INSTRUCTIONS FOR THE TASK: Output range, inclusive: from the line containing "pub fn is_processed(&self, fingerprint: &str)" to the line containing "advisory processed counter.". Restate those lines from the data below word for word and only those.
┌────────
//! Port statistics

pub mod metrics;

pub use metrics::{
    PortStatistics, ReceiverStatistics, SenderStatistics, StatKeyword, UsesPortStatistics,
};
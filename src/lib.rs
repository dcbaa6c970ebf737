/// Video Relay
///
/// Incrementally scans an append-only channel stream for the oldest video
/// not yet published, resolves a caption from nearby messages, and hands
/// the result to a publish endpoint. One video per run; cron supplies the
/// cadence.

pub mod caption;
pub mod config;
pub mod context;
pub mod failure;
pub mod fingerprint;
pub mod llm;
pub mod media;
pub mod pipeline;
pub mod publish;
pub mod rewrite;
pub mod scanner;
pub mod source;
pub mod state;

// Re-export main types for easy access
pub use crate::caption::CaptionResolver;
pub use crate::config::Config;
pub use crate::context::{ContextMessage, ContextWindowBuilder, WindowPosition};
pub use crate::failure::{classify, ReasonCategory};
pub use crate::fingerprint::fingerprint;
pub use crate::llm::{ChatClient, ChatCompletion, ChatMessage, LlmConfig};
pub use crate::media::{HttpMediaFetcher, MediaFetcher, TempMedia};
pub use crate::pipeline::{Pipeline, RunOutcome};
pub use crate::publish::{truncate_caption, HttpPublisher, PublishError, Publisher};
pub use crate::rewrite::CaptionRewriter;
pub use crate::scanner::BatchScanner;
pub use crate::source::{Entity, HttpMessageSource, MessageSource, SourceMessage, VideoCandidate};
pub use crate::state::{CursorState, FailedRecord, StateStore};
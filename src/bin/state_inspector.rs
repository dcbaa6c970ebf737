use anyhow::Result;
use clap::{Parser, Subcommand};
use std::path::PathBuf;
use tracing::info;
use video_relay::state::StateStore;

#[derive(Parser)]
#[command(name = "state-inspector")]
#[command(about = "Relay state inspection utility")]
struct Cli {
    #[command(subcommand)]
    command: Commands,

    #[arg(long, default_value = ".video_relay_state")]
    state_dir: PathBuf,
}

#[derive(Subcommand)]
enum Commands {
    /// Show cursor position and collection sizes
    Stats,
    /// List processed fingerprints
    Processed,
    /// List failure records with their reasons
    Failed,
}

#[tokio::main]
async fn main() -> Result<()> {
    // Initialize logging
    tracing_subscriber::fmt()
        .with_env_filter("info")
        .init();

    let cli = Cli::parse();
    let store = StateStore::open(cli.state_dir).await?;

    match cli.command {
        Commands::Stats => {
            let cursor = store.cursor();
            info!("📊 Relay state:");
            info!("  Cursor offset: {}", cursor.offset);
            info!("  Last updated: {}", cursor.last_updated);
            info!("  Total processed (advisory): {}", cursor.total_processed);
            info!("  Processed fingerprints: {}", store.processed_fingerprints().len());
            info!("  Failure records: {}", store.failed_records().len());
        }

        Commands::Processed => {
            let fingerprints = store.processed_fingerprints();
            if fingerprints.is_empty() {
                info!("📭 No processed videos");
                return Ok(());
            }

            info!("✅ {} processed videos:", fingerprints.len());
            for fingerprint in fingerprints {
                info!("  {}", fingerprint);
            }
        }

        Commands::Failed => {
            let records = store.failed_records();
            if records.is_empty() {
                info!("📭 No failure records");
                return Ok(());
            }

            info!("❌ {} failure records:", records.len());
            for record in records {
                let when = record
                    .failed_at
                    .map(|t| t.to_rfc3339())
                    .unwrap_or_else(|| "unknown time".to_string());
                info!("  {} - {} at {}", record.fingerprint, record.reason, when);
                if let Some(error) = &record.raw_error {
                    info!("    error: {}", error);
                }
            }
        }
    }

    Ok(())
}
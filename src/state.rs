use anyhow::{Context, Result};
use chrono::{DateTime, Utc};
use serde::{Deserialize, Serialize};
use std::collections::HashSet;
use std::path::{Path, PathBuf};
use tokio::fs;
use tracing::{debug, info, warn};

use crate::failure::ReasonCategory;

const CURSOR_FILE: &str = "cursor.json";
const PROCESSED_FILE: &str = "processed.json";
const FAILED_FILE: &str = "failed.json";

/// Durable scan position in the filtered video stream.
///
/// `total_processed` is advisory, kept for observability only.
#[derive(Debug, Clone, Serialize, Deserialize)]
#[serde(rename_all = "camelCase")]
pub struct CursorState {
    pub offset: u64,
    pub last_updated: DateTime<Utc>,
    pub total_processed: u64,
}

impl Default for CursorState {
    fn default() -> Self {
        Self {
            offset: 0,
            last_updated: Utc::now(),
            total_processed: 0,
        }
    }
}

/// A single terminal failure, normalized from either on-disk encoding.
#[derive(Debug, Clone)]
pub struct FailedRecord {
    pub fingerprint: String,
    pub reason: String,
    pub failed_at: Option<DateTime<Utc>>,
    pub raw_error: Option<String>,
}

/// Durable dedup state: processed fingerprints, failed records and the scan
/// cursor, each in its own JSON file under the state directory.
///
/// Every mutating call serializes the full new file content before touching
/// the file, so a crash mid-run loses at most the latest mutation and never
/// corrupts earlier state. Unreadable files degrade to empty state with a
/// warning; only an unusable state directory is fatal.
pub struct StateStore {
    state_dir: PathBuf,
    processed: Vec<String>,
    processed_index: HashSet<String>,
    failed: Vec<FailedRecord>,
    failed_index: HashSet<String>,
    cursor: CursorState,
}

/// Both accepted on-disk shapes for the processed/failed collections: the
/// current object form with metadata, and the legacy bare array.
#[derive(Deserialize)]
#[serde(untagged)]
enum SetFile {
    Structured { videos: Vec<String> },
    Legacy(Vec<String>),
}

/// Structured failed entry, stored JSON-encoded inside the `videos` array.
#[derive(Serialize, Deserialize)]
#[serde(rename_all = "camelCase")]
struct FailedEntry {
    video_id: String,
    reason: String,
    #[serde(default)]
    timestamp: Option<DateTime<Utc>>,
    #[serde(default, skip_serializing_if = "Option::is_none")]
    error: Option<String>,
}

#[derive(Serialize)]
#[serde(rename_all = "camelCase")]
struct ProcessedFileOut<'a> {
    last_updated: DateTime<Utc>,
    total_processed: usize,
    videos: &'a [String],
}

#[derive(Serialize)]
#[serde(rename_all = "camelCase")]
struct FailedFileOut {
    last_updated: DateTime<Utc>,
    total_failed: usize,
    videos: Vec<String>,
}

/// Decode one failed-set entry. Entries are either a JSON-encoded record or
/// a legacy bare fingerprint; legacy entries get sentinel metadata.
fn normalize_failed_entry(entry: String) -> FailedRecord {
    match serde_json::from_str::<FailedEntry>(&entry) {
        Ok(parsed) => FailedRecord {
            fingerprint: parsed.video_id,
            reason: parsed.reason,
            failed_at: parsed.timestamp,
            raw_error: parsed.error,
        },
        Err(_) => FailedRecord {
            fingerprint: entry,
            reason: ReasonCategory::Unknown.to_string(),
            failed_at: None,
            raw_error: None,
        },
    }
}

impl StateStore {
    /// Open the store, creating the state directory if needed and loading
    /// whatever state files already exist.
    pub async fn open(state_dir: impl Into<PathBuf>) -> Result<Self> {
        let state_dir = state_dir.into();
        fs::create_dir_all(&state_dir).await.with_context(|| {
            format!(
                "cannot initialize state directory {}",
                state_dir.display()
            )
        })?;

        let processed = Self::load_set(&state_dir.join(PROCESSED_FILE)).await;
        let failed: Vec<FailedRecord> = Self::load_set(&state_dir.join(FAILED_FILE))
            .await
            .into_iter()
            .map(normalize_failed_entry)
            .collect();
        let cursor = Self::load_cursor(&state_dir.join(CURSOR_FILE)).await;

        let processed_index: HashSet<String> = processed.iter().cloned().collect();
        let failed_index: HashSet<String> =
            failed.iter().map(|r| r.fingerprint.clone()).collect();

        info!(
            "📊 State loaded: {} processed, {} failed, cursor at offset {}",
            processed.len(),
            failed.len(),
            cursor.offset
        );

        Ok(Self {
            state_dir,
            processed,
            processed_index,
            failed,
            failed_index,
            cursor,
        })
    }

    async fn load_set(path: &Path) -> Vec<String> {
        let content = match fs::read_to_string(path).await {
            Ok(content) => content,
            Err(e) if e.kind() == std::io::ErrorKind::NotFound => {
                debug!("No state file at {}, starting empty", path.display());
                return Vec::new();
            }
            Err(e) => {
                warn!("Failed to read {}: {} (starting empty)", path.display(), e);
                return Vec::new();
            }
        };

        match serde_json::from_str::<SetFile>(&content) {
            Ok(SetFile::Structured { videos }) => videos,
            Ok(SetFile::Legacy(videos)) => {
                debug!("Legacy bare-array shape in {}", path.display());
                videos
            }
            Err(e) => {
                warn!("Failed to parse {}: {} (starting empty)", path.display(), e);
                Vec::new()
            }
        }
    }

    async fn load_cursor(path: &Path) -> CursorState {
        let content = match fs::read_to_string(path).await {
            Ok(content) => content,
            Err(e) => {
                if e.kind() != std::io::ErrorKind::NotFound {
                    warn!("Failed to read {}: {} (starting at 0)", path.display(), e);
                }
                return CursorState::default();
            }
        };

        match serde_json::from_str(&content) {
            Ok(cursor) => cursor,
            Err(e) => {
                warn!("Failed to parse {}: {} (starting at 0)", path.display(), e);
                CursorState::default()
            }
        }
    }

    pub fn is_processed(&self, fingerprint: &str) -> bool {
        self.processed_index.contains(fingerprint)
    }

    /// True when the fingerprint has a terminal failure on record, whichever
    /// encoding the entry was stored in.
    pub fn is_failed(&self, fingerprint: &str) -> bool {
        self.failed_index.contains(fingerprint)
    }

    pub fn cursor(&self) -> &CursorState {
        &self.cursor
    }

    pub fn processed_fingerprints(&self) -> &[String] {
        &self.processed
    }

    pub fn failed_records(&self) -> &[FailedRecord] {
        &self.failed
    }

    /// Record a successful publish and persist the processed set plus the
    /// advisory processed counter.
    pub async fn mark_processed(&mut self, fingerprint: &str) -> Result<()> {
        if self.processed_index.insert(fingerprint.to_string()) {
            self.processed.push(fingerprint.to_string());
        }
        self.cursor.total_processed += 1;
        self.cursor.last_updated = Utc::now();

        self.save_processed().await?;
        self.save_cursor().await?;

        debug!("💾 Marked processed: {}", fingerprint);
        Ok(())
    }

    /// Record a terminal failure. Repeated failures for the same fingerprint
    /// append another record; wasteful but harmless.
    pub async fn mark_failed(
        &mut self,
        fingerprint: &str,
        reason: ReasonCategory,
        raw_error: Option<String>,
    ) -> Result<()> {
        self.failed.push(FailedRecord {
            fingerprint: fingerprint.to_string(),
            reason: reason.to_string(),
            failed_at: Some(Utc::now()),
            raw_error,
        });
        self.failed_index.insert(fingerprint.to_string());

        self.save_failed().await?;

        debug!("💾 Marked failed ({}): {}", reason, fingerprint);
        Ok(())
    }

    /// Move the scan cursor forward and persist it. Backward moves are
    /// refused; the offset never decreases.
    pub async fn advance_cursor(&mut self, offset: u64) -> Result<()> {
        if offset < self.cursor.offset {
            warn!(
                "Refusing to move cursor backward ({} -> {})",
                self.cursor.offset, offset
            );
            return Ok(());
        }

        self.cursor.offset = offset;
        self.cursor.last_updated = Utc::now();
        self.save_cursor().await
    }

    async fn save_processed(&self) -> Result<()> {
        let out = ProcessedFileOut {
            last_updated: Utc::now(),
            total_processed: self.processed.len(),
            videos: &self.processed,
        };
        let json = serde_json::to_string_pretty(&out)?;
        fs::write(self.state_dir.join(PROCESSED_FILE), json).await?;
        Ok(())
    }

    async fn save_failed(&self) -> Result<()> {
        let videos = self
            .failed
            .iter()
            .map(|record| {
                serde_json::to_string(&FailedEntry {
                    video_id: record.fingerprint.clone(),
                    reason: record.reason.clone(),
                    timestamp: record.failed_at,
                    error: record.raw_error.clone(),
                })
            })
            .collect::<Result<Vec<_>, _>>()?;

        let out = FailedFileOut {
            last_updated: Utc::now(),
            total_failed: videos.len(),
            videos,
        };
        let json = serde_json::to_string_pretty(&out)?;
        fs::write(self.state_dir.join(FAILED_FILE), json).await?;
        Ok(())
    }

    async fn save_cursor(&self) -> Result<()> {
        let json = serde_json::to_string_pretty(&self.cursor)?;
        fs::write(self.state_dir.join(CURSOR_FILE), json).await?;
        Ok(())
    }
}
└────────
FINAL ANSWER:
    pub fn is_processed(&self, fingerprint: &str) -> bool {
        self.processed_index.contains(fingerprint)
    }

    /// True when the fingerprint has a terminal failure on record, whichever
    /// encoding the entry was stored in.
    pub fn is_failed(&self, fingerprint: &str) -> bool {
        self.failed_index.contains(fingerprint)
    }

    pub fn cursor(&self) -> &CursorState {
        &self.cursor
    }

    pub fn processed_fingerprints(&self) -> &[String] {
        &self.processed
    }

    pub fn failed_records(&self) -> &[FailedRecord] {
        &self.failed
    }

    /// Record a successful publish and persist the processed set plus the
    /// advisory processed counter.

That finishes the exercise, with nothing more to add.